Alina Marazzi, video-diario del femminismo


Ha avuto l’onore della Piazza Grande di Locarno, lo scorso agosto, Vogliamo anche le rose, il nuovo documentario di Alina Marazzi, ulteriore tappa di un percorso di genealogia femminile partito proprio da questo festival, nel 2002, con il bellissimo Un’ora sola ti vorrei. Dopo aver ricostruito il rapporto mancato con sua madre Liseli, morta quando lei aveva otto anni dopo un doloroso percorso di depressione e ricoveri in cliniche psichiatriche, passata poi per l’esperienza di Per sempre, film sulla clausura come scelta d’amore assoluto e quasi anacronistico, ecco la cineasta milanese a fare i conti con il femminismo, le sue parole d’ordine, le conquiste mai definitive. Strenua nel definirsi documentarista per la libertà e i tempi lunghi di elaborazione che questo le garantisce, prosegue la sua ricerca di “madri” simboliche. In una mescolanza di materiali di repertorio privati (i super8) e pubblici (Teche Rai, Archivio Audiovisivo del Movimento Operaio e Democratico, Cineteca di Bologna), di film sperimentali e rari filmati dell’underground (Alberto Grifi, Annabella Miscuglio, Adriana Monti, Alfredo Leonardi, Loredana Rotondo…) e di testi scritti, come i diari dell’Archivio di Pieve Santo Stefano, le lettere, o le conversazioni con le testimoni di quegli anni come Lea Melandri o Serena Sapegno, che è tra le autrici del libro “Baby boomers”, infine attraverso le foto, tra cui gli scatti di Paola Agosti, il materiale d’animazione, sia d’epoca che creato oggi da Cristina Seresini, i fotoromanzi e le riviste.
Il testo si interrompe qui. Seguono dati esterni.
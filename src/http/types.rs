use serde::{Serialize, Serializer};
use time::format_description::well_known::Rfc3339;
use time::OffsetDateTime;

/// A `timestamptz` column.
///
/// `OffsetDateTime`'s own `Serialize` produces an array of integers, which is fine for binary
/// formats but useless to an API client, so this wrapper serializes as an RFC 3339 string.
#[derive(sqlx::Type, Clone, Copy, Debug, PartialEq, Eq, PartialOrd, Ord)]
#[sqlx(transparent)]
pub struct Timestamptz(pub OffsetDateTime);

impl Timestamptz {
    pub fn now() -> Self {
        Timestamptz(OffsetDateTime::now_utc())
    }
}

impl Serialize for Timestamptz {
    fn serialize<S>(&self, serializer: S) -> Result<S::Ok, S::Error>
    where
        S: Serializer,
    {
        let formatted = self.0.format(&Rfc3339).map_err(serde::ser::Error::custom)?;
        serializer.serialize_str(&formatted)
    }
}
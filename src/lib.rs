/// The configuration parameters for the application.
///
/// These can either be passed on the command line, or pulled from environment variables.
/// The latter is preferred as environment variables are one of the recommended ways to
/// get configuration from Kubernetes Secrets in deployment.
///
/// For development convenience, these can also be read from a `.env` file in the working
/// directory where the application is started.
///
/// See `.env.sample` in the repository root for details.
pub mod config;

/// The HTTP surface: routing, handlers, extractors and the shared error type.
pub mod http;

/// Database access, one controller per entity, each behind a mockable trait.
pub mod models;

/// Best-effort messages sent to users outside the request/response cycle.
pub mod notify;
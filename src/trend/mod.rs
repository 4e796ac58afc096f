//! Trend ingestion module.
//!
//! Models the upstream trend-planner records and extracts them from the
//! wrapper documents the planner emits.

pub mod extract;
pub mod model;

// Re-exports for convenience
pub use extract::extract_trends;
pub use model::{StyleTier, Trend, Variation, FALLBACK_TIER};
//! Trend records as produced by the upstream trend planner.
//!
//! These structs match the embedded JSON emitted by the generative planner.
//! Fields the planner sometimes omits are optional; `visual_motifs` and
//! `color_palette` are kept opaque because the planner varies between plain
//! string arrays and richer objects for them.

use serde::{Deserialize, Serialize};
use serde_json::Value;
use std::collections::BTreeMap;

/// Difficulty tier used when the requested tier is missing.
pub const FALLBACK_TIER: &str = "intermediate";

/// A themed design concept with associated visual variations and metadata.
///
/// Read-only input to the pipeline; never mutated after extraction.
#[derive(Debug, Clone, Default, Serialize, Deserialize, PartialEq)]
#[serde(default)]
pub struct Trend {
    pub trend_name: String,
    pub assigned_brand: String,

    pub category: Option<String>,
    pub vibe: Option<String>,
    pub reason: Option<String>,

    /// Opaque upstream metadata, copied verbatim into job summaries.
    pub visual_motifs: Option<Value>,
    pub color_palette: Option<Value>,

    /// Variation sets keyed by difficulty tier. Keys are free-form strings;
    /// a BTreeMap keeps fallback tier selection deterministic.
    pub style_variants: BTreeMap<String, StyleTier>,
}

impl Trend {
    /// Trend name, with the fixed fallback for records that omit it.
    pub fn name_or_default(&self) -> &str {
        if self.trend_name.is_empty() {
            "trend"
        } else {
            &self.trend_name
        }
    }

    /// Assigned brand, with the fixed fallback for records that omit it.
    pub fn brand_or_default(&self) -> &str {
        if self.assigned_brand.is_empty() {
            "brand"
        } else {
            &self.assigned_brand
        }
    }

    /// Resolves which difficulty tier to use for this trend.
    ///
    /// Prefers the requested tier, then `"intermediate"`, then the
    /// lexicographically first available tier. Returns `None` only when the
    /// trend carries no tiers at all.
    pub fn resolve_tier<'a>(&'a self, requested: &'a str) -> Option<(&'a str, &'a StyleTier)> {
        if let Some(tier) = self.style_variants.get(requested) {
            return Some((requested, tier));
        }
        if let Some(tier) = self.style_variants.get(FALLBACK_TIER) {
            return Some((FALLBACK_TIER, tier));
        }
        self.style_variants
            .iter()
            .next()
            .map(|(key, tier)| (key.as_str(), tier))
    }
}

/// One difficulty tier's worth of variations.
#[derive(Debug, Clone, Default, Serialize, Deserialize, PartialEq)]
#[serde(default)]
pub struct StyleTier {
    pub variations: Vec<Variation>,
}

/// One requested design artifact within a trend/difficulty combination.
#[derive(Debug, Clone, Default, Serialize, Deserialize, PartialEq)]
#[serde(default)]
pub struct Variation {
    #[serde(rename = "type")]
    pub type_: Option<String>,
    pub purpose: Option<String>,
    pub aspect_ratio: Option<String>,
    pub visual_prompt: Option<String>,
    pub pbn_twin_prompt: Option<String>,
}
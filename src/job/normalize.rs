//! Asset normalization: one trend plus a difficulty selector becomes a
//! canonical list of typed asset descriptors.
//!
//! Malformed trend entries (no `style_variants`, empty `variations`) degrade
//! gracefully to a bath-mat-only asset list instead of aborting the batch;
//! the stricter structural checks live in [`crate::job::validate`].

use super::model::{AssetDescriptor, Lane, MjBlock, PbnBlock, BATHMAT_GENERATOR};
use crate::slug::slugify;
use crate::trend::{Trend, Variation};

/// Converts one trend record into the asset descriptors for `difficulty`.
///
/// The tier is resolved via [`Trend::resolve_tier`]; every job ends up with
/// exactly one bath-mat generator asset, appended synthetically when the
/// source trend never listed one.
pub fn normalize_variations(trend: &Trend, difficulty: &str) -> Vec<AssetDescriptor> {
    let trend_id = slugify(trend.name_or_default());

    let variations: &[Variation] = trend
        .resolve_tier(difficulty)
        .map(|(_, tier)| tier.variations.as_slice())
        .unwrap_or(&[]);

    let mut assets: Vec<AssetDescriptor> = variations
        .iter()
        .map(|variation| normalize_one(&trend_id, variation))
        .collect();

    if !assets.iter().any(AssetDescriptor::is_bathmat_generated) {
        assets.push(synthetic_bathmat());
    }

    assets
}

fn normalize_one(trend_id: &str, variation: &Variation) -> AssetDescriptor {
    let vtype = variation
        .type_
        .as_deref()
        .map(str::trim)
        .filter(|s| !s.is_empty())
        .unwrap_or("asset");

    let raw_ar = variation.aspect_ratio.as_deref().unwrap_or("").trim();
    let ar_token = normalize_ar_token(raw_ar);

    let asset_id = format!(
        "{}_{}_{}",
        trend_id,
        slugify(vtype),
        slugify(if ar_token.is_empty() {
            "na"
        } else {
            ar_token.as_str()
        })
    );

    // Coordinate bath mats are synthesized locally from the palette, never
    // rendered through the external image pipeline.
    let is_bathmat = vtype.eq_ignore_ascii_case("coordinate")
        && variation
            .purpose
            .as_deref()
            .unwrap_or("")
            .to_lowercase()
            .contains("bath");

    if is_bathmat {
        return AssetDescriptor {
            asset_id,
            type_: vtype.to_string(),
            purpose: variation.purpose.clone(),
            aspect_ratio: none_if_empty(ar_token),
            lane: Lane::Generated,
            mj: None,
            pbn: None,
            generator: Some(BATHMAT_GENERATOR.to_string()),
        };
    }

    AssetDescriptor {
        asset_id,
        type_: vtype.to_string(),
        purpose: variation.purpose.clone(),
        aspect_ratio: none_if_empty(ar_token),
        lane: Lane::PodRaster,
        mj: Some(MjBlock {
            visual_prompt: variation.visual_prompt.clone(),
            image_url: None,
        }),
        pbn: variation
            .pbn_twin_prompt
            .clone()
            .filter(|prompt| !prompt.is_empty())
            .map(|prompt| PbnBlock {
                pbn_twin_prompt: prompt,
                image_url: None,
            }),
        generator: None,
    }
}

/// Normalizes free-form aspect-ratio text into a stable token.
///
/// Strips the `--ar` marker, drops spaces and maps `:` to `x`; any text
/// mentioning `tile` collapses to the fixed `1x1_tile` token regardless of
/// surrounding content.
fn normalize_ar_token(raw: &str) -> String {
    if raw.contains("tile") {
        return "1x1_tile".to_string();
    }
    raw.replace("--ar", "").replace(' ', "").replace(':', "x")
}

fn none_if_empty(token: String) -> Option<String> {
    if token.is_empty() {
        None
    } else {
        Some(token)
    }
}

fn synthetic_bathmat() -> AssetDescriptor {
    AssetDescriptor {
        asset_id: "bathmat_coordinate".to_string(),
        type_: "Coordinate".to_string(),
        purpose: Some("Bath Mat Textures".to_string()),
        aspect_ratio: None,
        lane: Lane::Generated,
        mj: None,
        pbn: None,
        generator: Some(BATHMAT_GENERATOR.to_string()),
    }
}

#[cfg(test)]
mod tests {
    use super::*;
    use crate::trend::StyleTier;

    fn variation(type_: &str, purpose: &str, ar: &str) -> Variation {
        Variation {
            type_: Some(type_.to_string()),
            purpose: Some(purpose.to_string()),
            aspect_ratio: Some(ar.to_string()),
            visual_prompt: Some("prompt".to_string()),
            pbn_twin_prompt: None,
        }
    }

    fn trend_with_variations(variations: Vec<Variation>) -> Trend {
        let mut trend = Trend {
            trend_name: "Sunset Coast".to_string(),
            ..Trend::default()
        };
        trend
            .style_variants
            .insert("intermediate".to_string(), StyleTier { variations });
        trend
    }

    #[test]
    fn test_ar_token_plain_ratio() {
        assert_eq!(normalize_ar_token("--ar 16:9"), "16x9");
        assert_eq!(normalize_ar_token("4:5"), "4x5");
    }

    #[test]
    fn test_ar_token_tile_forces_fixed_token() {
        assert_eq!(normalize_ar_token("--tile 1:1"), "1x1_tile");
        assert_eq!(normalize_ar_token("seamless tile 2:3"), "1x1_tile");
    }

    #[test]
    fn test_asset_id_composition() {
        let trend = trend_with_variations(vec![variation("Hero", "Tapestry", "--ar 4:5")]);
        let assets = normalize_variations(&trend, "intermediate");
        assert_eq!(assets[0].asset_id, "sunset-coast_hero_4x5");
    }

    #[test]
    fn test_missing_aspect_ratio_uses_na() {
        let trend = trend_with_variations(vec![Variation {
            type_: Some("Hero".to_string()),
            visual_prompt: Some("prompt".to_string()),
            ..Variation::default()
        }]);
        let assets = normalize_variations(&trend, "intermediate");
        assert_eq!(assets[0].asset_id, "sunset-coast_hero_na");
        assert_eq!(assets[0].aspect_ratio, None);
    }

    #[test]
    fn test_default_lane_carries_mj_block() {
        let trend = trend_with_variations(vec![variation("Hero", "Tapestry", "4:5")]);
        let assets = normalize_variations(&trend, "intermediate");
        assert_eq!(assets[0].lane, Lane::PodRaster);
        let mj = assets[0].mj.as_ref().unwrap();
        assert_eq!(mj.visual_prompt.as_deref(), Some("prompt"));
        assert_eq!(mj.image_url, None);
        assert!(assets[0].pbn.is_none());
    }

    #[test]
    fn test_pbn_twin_prompt_attaches_pbn_block() {
        let mut v = variation("Hero", "Tapestry", "4:5");
        v.pbn_twin_prompt = Some("simplified twin".to_string());
        let trend = trend_with_variations(vec![v]);
        let assets = normalize_variations(&trend, "intermediate");
        let pbn = assets[0].pbn.as_ref().unwrap();
        assert_eq!(pbn.pbn_twin_prompt, "simplified twin");
        assert_eq!(pbn.image_url, None);
    }

    #[test]
    fn test_bathmat_coordinate_override() {
        let trend = trend_with_variations(vec![variation("Coordinate", "Bath Mat Set", "1:1")]);
        let assets = normalize_variations(&trend, "intermediate");
        assert_eq!(assets.len(), 1);
        assert_eq!(assets[0].lane, Lane::Generated);
        assert!(assets[0].mj.is_none());
        assert!(assets[0].pbn.is_none());
        assert_eq!(assets[0].generator.as_deref(), Some(BATHMAT_GENERATOR));
    }

    #[test]
    fn test_override_is_case_insensitive() {
        let trend = trend_with_variations(vec![variation("COORDINATE", "Kids BATH mat", "1:1")]);
        let assets = normalize_variations(&trend, "intermediate");
        assert!(assets[0].is_bathmat_generated());
    }

    #[test]
    fn test_synthetic_bathmat_appended_when_missing() {
        let trend = trend_with_variations(vec![variation("Hero", "Tapestry", "4:5")]);
        let assets = normalize_variations(&trend, "intermediate");
        assert_eq!(assets.len(), 2);
        assert_eq!(assets[1].asset_id, "bathmat_coordinate");
        assert!(assets[1].is_bathmat_generated());
    }

    #[test]
    fn test_exactly_one_bathmat_generator() {
        let trend = trend_with_variations(vec![
            variation("Hero", "Tapestry", "4:5"),
            variation("Coordinate", "Bath Mat Textures", "1:1"),
        ]);
        let assets = normalize_variations(&trend, "intermediate");
        let generated = assets
            .iter()
            .filter(|a| a.is_bathmat_generated())
            .count();
        assert_eq!(generated, 1);
    }

    #[test]
    fn test_trend_without_variants_yields_bathmat_only() {
        let trend = Trend {
            trend_name: "Bare".to_string(),
            ..Trend::default()
        };
        let assets = normalize_variations(&trend, "intermediate");
        assert_eq!(assets.len(), 1);
        assert_eq!(assets[0].asset_id, "bathmat_coordinate");
    }

    #[test]
    fn test_missing_type_defaults_to_asset() {
        let trend = trend_with_variations(vec![Variation::default()]);
        let assets = normalize_variations(&trend, "intermediate");
        assert_eq!(assets[0].type_, "asset");
        assert_eq!(assets[0].asset_id, "sunset-coast_asset_na");
    }
}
Un film di montaggio, dunque, che fa archeologia degli anni ’60-70 andando verso esistenze consumate in una lotta interiore, oltre che nelle grandi manifestazioni di piazza per il divorzio e l’aborto. Temi già toccati da Giovanna Gagliardo nei due capitoli di Bellissime, altra video-storia delle donne italiane, ma qui coniugati anche in termini di quel prezzo personale che è stato necessario pagare per una liberazione tuttora incompiuta e forse mai del tutto realizzabile. Vogliamo anche le rose, coproduzione italo-svizzera che coinvolge Rai Cinema e la RTSI, sarà distribuito da Mikado.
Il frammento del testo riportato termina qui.